Task details: Quote the listing below word for word, stopping after the line that contains "pub fn with_attributes(mut".

%%

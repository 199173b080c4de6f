// src/folder.rs
//
// Folder entries from LIST and trash/bin folder discovery.

use imap::types::{Name, NameAttribute};

/// Names accepted as the remediation destination, in no particular priority.
pub const TRASH_CANDIDATES: [&str; 5] = [
    "Trash",
    "[Gmail]/Bin",
    "[Gmail]/Trash",
    "[Yahoo]/Bin",
    "[Yahoo]/Trash",
];

/// One folder as reported by the server.
#[derive(Debug, Clone, PartialEq, Eq)]
pub struct FolderEntry {
    pub attributes: Vec<String>,
    pub delimiter: Option<char>,
    pub name: String,
}

impl FolderEntry {
    pub fn new(name: &str, delimiter: Option<char>) -> Self {
        Self {
            attributes: Vec::new(),
            delimiter,
            name: name.to_string(),
        }
    }

    pub fn with_attributes(mut self, attributes: &[&str]) -> Self {
        self.attributes = attributes.iter().map(|a| a.to_string()).collect();
        self
    }

    pub fn has_attribute(&self, attribute: &str) -> bool {
        self.attributes.iter().any(|a| a.eq_ignore_ascii_case(attribute))
    }
}

impl From<&Name> for FolderEntry {
    fn from(name: &Name) -> Self {
        Self {
            attributes: name.attributes().iter().map(attribute_name).collect(),
            delimiter: name.delimiter().and_then(|d| d.chars().next()),
            name: name.name().to_string(),
        }
    }
}

fn attribute_name(attribute: &NameAttribute) -> String {
    match attribute {
        NameAttribute::NoInferiors => "\\Noinferiors".to_string(),
        NameAttribute::NoSelect => "\\Noselect".to_string(),
        NameAttribute::Marked => "\\Marked".to_string(),
        NameAttribute::Unmarked => "\\Unmarked".to_string(),
        NameAttribute::Custom(custom) => custom.to_string(),
    }
}

/// Return the first folder, in server order, whose full name is one of the
/// trash candidates.
pub fn find_trash_folder(entries: &[FolderEntry]) -> Option<&str> {
    entries
        .iter()
        .map(|entry| entry.name.as_str())
        .find(|name| TRASH_CANDIDATES.contains(name))
}
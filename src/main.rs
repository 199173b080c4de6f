use clap::Parser;
use env_logger::Builder;
use eyre::{eyre, Result};
use log::{debug, LevelFilter};
use std::io::Write;

use inbox_triage::cfg::config::{load_or_default, Config};
use inbox_triage::triage::{relocate_sender, sender_statistics, trash_folder};
use inbox_triage::{AnalysisResult, Credentials};

mod cli;

use cli::{Cli, Command};

fn main() -> Result<()> {
    let cli = Cli::parse();

    let mut builder = Builder::new();
    builder.filter_level(LevelFilter::Warn).parse_default_env();
    if cli.debug {
        builder.filter_level(LevelFilter::Debug);
    }
    builder.try_init().ok();

    let config = load_or_default(cli.config.as_deref())?;
    let credentials = credentials(&cli, &config)?;
    let providers = config.provider_table();
    debug!("Known providers: {:?}", providers.domains().collect::<Vec<_>>());

    match cli.command {
        Command::Analyze {
            mailbox,
            max_messages,
            batch_size,
            json,
        } => {
            let mut options = config.scan_options();
            if let Some(mailbox) = mailbox {
                options.mailbox = mailbox;
            }
            if let Some(batch_size) = batch_size {
                options.batch_size = batch_size as usize;
            }
            if max_messages.is_some() {
                options.max_messages = max_messages;
            }

            let result = sender_statistics(&credentials, &providers, &options, |processed, total| {
                eprint!("\rProcessing email {}/{}", processed, total);
                std::io::stderr().flush().ok();
            })?;
            eprintln!();

            if json {
                println!("{}", serde_json::to_string_pretty(&result)?);
            } else {
                print_table(&result);
            }
        }
        Command::Remediate { sender } => {
            let count = relocate_sender(&credentials, &providers, &sender)?;
            println!("Copied {} email(s) from {} to the trash folder", count, sender);
        }
        Command::Trash => {
            println!("{}", trash_folder(&credentials, &providers)?);
        }
    }

    Ok(())
}

/// CLI flags and environment win over the config file.
fn credentials(cli: &Cli, config: &Config) -> Result<Credentials> {
    let address = cli
        .imap_username
        .clone()
        .or_else(|| config.imap_username.clone())
        .ok_or_else(|| eyre!("No account address: pass --imap-username or set imap-username in the config"))?;
    let secret = cli
        .imap_password
        .clone()
        .or_else(|| config.imap_password.clone())
        .ok_or_else(|| eyre!("No app password: pass --imap-password or set imap-password in the config"))?;
    Ok(Credentials::new(&address, secret))
}

fn print_table(result: &AnalysisResult) {
    if result.is_empty() {
        println!("No senders found.");
        return;
    }

    println!("{:>6}  {:<40}  {:<30}  UNSUBSCRIBE", "COUNT", "ADDRESS", "NAME");
    for sender in result.iter() {
        println!(
            "{:>6}  {:<40}  {:<30}  {}",
            sender.count,
            sender.address,
            sender.display_name,
            sender.unsubscribe_link.as_deref().unwrap_or("-")
        );
    }
    println!(
        "\n{} senders across {} scanned messages ({} in mailbox, {} skipped)",
        result.len(),
        result.messages_scanned,
        result.messages_in_mailbox,
        result.skipped
    );
}
// build.rs
//
// Exposes `git describe` output to the crate as GIT_DESCRIBE, falling back to
// the package version outside of a git checkout.

use std::process::Command;

fn main() {
    let describe = Command::new("git")
        .args(["describe", "--tags", "--always", "--dirty"])
        .output()
        .ok()
        .filter(|out| out.status.success())
        .and_then(|out| String::from_utf8(out.stdout).ok())
        .map(|s| s.trim().to_string())
        .filter(|s| !s.is_empty())
        .unwrap_or_else(|| env!("CARGO_PKG_VERSION").to_string());

    println!("cargo:rustc-env=GIT_DESCRIBE={}", describe);
    println!("cargo:rerun-if-changed=.git/HEAD");
}
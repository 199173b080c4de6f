// src/aggregator.rs

use indexmap::IndexMap;
use log::{debug, warn};
use serde::Serialize;
use std::fmt;

use crate::error::Result;
use crate::message::{parse_sender, RawMessage};
use crate::unsubscribe;

/// Per-sender aggregate. Only `count` changes after the first message from
/// the address has been seen.
#[derive(Debug, Clone, PartialEq, Serialize)]
pub struct SenderSummary {
    pub display_name: String,
    pub address: String,
    pub count: usize,
    pub unsubscribe_link: Option<String>,
    /// Raw bytes of the first message seen from this sender.
    #[serde(skip)]
    pub sample: Vec<u8>,
}

/// Senders ordered by message count, descending; ties keep first-seen order.
#[derive(Debug, Clone, Default, PartialEq, Serialize)]
pub struct AnalysisResult {
    pub senders: Vec<SenderSummary>,
    pub messages_in_mailbox: usize,
    pub messages_scanned: usize,
    pub skipped: usize,
}

impl AnalysisResult {
    pub fn is_empty(&self) -> bool {
        self.senders.is_empty()
    }

    pub fn len(&self) -> usize {
        self.senders.len()
    }

    pub fn iter(&self) -> impl Iterator<Item = &SenderSummary> {
        self.senders.iter()
    }

    /// Look up a sender by address, ignoring case.
    pub fn sender(&self, address: &str) -> Option<&SenderSummary> {
        self.senders.iter().find(|s| s.address.eq_ignore_ascii_case(address))
    }
}

type Extractor = fn(&[u8]) -> Option<String>;

/// Folds raw messages into sender summaries, keyed by lower-cased address.
pub struct SenderAggregator<E = Extractor> {
    senders: IndexMap<String, SenderSummary>,
    scanned: usize,
    skipped: usize,
    extract: E,
}

impl SenderAggregator {
    pub fn new() -> Self {
        SenderAggregator::with_extractor(unsubscribe::extract as Extractor)
    }
}

impl Default for SenderAggregator {
    fn default() -> Self {
        Self::new()
    }
}

impl<E> fmt::Debug for SenderAggregator<E> {
    fn fmt(&self, f: &mut fmt::Formatter<'_>) -> fmt::Result {
        f.debug_struct("SenderAggregator")
            .field("senders", &self.senders.len())
            .field("scanned", &self.scanned)
            .field("skipped", &self.skipped)
            .finish()
    }
}

impl<E> SenderAggregator<E>
where
    E: FnMut(&[u8]) -> Option<String>,
{
    /// Use a custom unsubscribe extractor; it runs once per distinct sender.
    pub fn with_extractor(extract: E) -> Self {
        Self {
            senders: IndexMap::new(),
            scanned: 0,
            skipped: 0,
            extract,
        }
    }

    /// Fold one message in. Returns false when its `From` did not parse.
    pub fn ingest(&mut self, raw: &[u8]) -> bool {
        self.scanned += 1;

        let Some(sender) = parse_sender(raw) else {
            self.skipped += 1;
            return false;
        };

        let key = sender.email.to_lowercase();
        if let Some(summary) = self.senders.get_mut(&key) {
            summary.count += 1;
            return true;
        }

        debug!("New sender {}", sender.email);
        let unsubscribe_link = (self.extract)(raw);
        self.senders.insert(
            key,
            SenderSummary {
                display_name: sender.name,
                address: sender.email,
                count: 1,
                unsubscribe_link,
                sample: raw.to_vec(),
            },
        );
        true
    }

    pub fn ingest_batch(&mut self, batch: &[RawMessage]) {
        for msg in batch {
            if !self.ingest(&msg.bytes) {
                warn!("Skipping UID {}: no parseable From address", msg.uid);
            }
        }
    }

    /// `messages_in_mailbox` is the mailbox size before any `max_messages` cut.
    pub fn finish(self, messages_in_mailbox: usize) -> AnalysisResult {
        let mut senders: Vec<SenderSummary> = self.senders.into_values().collect();
        senders.sort_by(|a, b| b.count.cmp(&a.count));

        AnalysisResult {
            senders,
            messages_in_mailbox,
            messages_scanned: self.scanned,
            skipped: self.skipped,
        }
    }
}

/// Consume a batch stream. The first error aborts aggregation and no partial
/// result is returned.
pub fn aggregate<I>(batches: I, messages_in_mailbox: usize) -> Result<AnalysisResult>
where
    I: IntoIterator<Item = Result<Vec<RawMessage>>>,
{
    let mut aggregator = SenderAggregator::new();
    for batch in batches {
        aggregator.ingest_batch(&batch?);
    }
    Ok(aggregator.finish(messages_in_mailbox))
}
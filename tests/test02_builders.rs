mod common;

use common::FakeDriver;
use pg_middleware::prelude::*;

#[tokio::test]
async fn insert_returning_yields_generated_id() -> Result<(), PgMiddlewareError> {
    let driver = FakeDriver::new().with_table("users", &["id", "name"]);
    let engine = driver.engine();

    let first = engine
        .insert("users", &[("name", RowValues::from("Alice"))], Some("id"))
        .await?;
    let second = engine
        .insert("users", &[("name", RowValues::from("Bob"))], Some("id"))
        .await?;

    assert_eq!(first, Some(RowValues::Int(1)));
    assert_eq!(second, Some(RowValues::Int(2)));
    assert_eq!(
        driver.statements()[0],
        r#"INSERT INTO users ("name") VALUES ($1) RETURNING "id""#
    );
    assert_eq!(
        driver.rows("users"),
        vec![
            vec![RowValues::Int(1), RowValues::from("Alice")],
            vec![RowValues::Int(2), RowValues::from("Bob")],
        ]
    );
    Ok(())
}

#[tokio::test]
async fn insert_without_returning_yields_none() -> Result<(), PgMiddlewareError> {
    let driver = FakeDriver::new().with_table("events", &["id", "kind"]);
    let engine = driver.engine();

    assert_eq!(engine.insert("events", &[], None).await?, None);
    assert_eq!(driver.statements(), ["INSERT INTO events DEFAULT VALUES"]);
    assert_eq!(driver.rows("events").len(), 1);
    Ok(())
}

#[tokio::test]
async fn insert_into_missing_table_names_the_table() {
    let driver = FakeDriver::new();
    let err = driver
        .engine()
        .insert("ghosts", &[("name", RowValues::from("x"))], Some("id"))
        .await
        .unwrap_err();
    assert!(matches!(err, PgMiddlewareError::Query { .. }));
    assert!(err.to_string().contains("ghosts"), "{err}");
    assert_eq!(driver.releases(), 1);
}

#[tokio::test]
async fn insert_with_unknown_returning_column_is_a_query_error() {
    let driver = FakeDriver::new().with_table("users", &["id", "name"]);
    let err = driver
        .engine()
        .insert("users", &[("name", RowValues::from("x"))], Some("uuid"))
        .await
        .unwrap_err();
    assert!(matches!(err, PgMiddlewareError::Query { .. }));
    assert!(err.to_string().contains("users"), "{err}");
}

#[tokio::test]
async fn update_without_conditions_never_reaches_the_pool() {
    let driver = FakeDriver::new().with_table("users", &["id", "name"]);
    let err = driver
        .engine()
        .update("users", &[("name", RowValues::from("x"))], &[])
        .await
        .unwrap_err();
    assert!(matches!(err, PgMiddlewareError::Builder(_)));
    assert_eq!(driver.checkouts(), 0);
}

#[tokio::test]
async fn update_and_upsert_send_built_statements() -> Result<(), PgMiddlewareError> {
    let driver = FakeDriver::new()
        .with_table("prefs", &["key", "value"])
        .with_table("tags", &["name"]);
    let engine = driver.engine();

    engine
        .update(
            "users",
            &[("name", RowValues::from("bob"))],
            &[("id", RowValues::Int(3))],
        )
        .await?;
    engine
        .upsert(
            "prefs",
            &[("value", RowValues::from("dark"))],
            &[("key", RowValues::from("theme"))],
        )
        .await?;
    engine
        .upsert("tags", &[], &[("name", RowValues::from("rust"))])
        .await?;

    assert_eq!(
        driver.statements(),
        [
            r#"UPDATE users SET "name" = $1 WHERE ("id" = $2)"#,
            r#"INSERT INTO prefs ("key", "value") VALUES ($1, $2) ON CONFLICT ("key") DO UPDATE SET "value" = $3"#,
            r#"INSERT INTO tags ("name") VALUES ($1) ON CONFLICT ("name") DO NOTHING"#,
        ]
    );
    Ok(())
}

#[tokio::test]
async fn remove_without_conditions_clears_the_table() -> Result<(), PgMiddlewareError> {
    let driver = FakeDriver::new().with_table("sessions", &["id", "user_id"]);
    let engine = driver.engine();
    for user in 1..=3 {
        engine
            .insert("sessions", &[("user_id", RowValues::Int(user))], None)
            .await?;
    }

    assert_eq!(
        engine
            .remove("sessions", &[("user_id", RowValues::Int(2))])
            .await?,
        0
    );
    assert_eq!(engine.remove("sessions", &[]).await?, 3);
    assert!(driver.rows("sessions").is_empty());

    let statements = driver.statements();
    assert_eq!(
        &statements[statements.len() - 2..],
        [
            r#"DELETE FROM sessions WHERE ("user_id" = $1)"#,
            "DELETE FROM sessions"
        ]
    );
    Ok(())
}
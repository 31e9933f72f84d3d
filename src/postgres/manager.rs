use std::future::Future;

use bb8::ManageConnection;
use tokio_postgres::{Client, NoTls};
use tracing::{debug, warn};

/// bb8 manager for Postgres clients.
pub struct PgManager {
    pub(crate) config: tokio_postgres::Config,
}

impl PgManager {
    #[must_use]
    pub fn new(config: tokio_postgres::Config) -> Self {
        Self { config }
    }
}

impl ManageConnection for PgManager {
    type Connection = Client;
    type Error = tokio_postgres::Error;

    #[allow(clippy::manual_async_fn)]
    fn connect(&self) -> impl Future<Output = Result<Self::Connection, Self::Error>> + Send {
        let cfg = self.config.clone();
        async move {
            debug!(
                hosts = ?cfg.get_hosts(),
                db = ?cfg.get_dbname(),
                user = ?cfg.get_user(),
                "postgres pool connect start"
            );
            let (client, connection) = cfg.connect(NoTls).await?;
            debug!("postgres pool connection established");
            tokio::spawn(async move {
                if let Err(e) = connection.await {
                    warn!(error = %e, "pooled postgres connection closed with error");
                }
            });
            Ok(client)
        }
    }

    #[allow(clippy::manual_async_fn)]
    fn is_valid(
        &self,
        conn: &mut Self::Connection,
    ) -> impl Future<Output = Result<(), Self::Error>> + Send {
        async move { conn.simple_query("SELECT 1").await.map(|_| ()) }
    }

    fn has_broken(&self, conn: &mut Self::Connection) -> bool {
        conn.is_closed()
    }
}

%%

Written reply:
repository 199173b080c4de6f
// src/folder.rs
//
// Folder entries from LIST and trash/bin folder discovery.

use imap::types::{Name, NameAttribute};

/// Names accepted as the remediation destination, in no particular priority.
pub const TRASH_CANDIDATES: [&str; 5] = [
    "Trash",
    "[Gmail]/Bin",
    "[Gmail]/Trash",
    "[Yahoo]/Bin",
    "[Yahoo]/Trash",
];

/// One folder as reported by the server.
#[derive(Debug, Clone, PartialEq, Eq)]
pub struct FolderEntry {
    pub attributes: Vec<String>,
    pub delimiter: Option<char>,
    pub name: String,
}

impl FolderEntry {
    pub fn new(name: &str, delimiter: Option<char>) -> Self {
        Self {
            attributes: Vec::new(),
            delimiter,
            name: name.to_string(),
        }
    }

    pub fn with_attributes(mut self, attributes: &[&str]) -> Self {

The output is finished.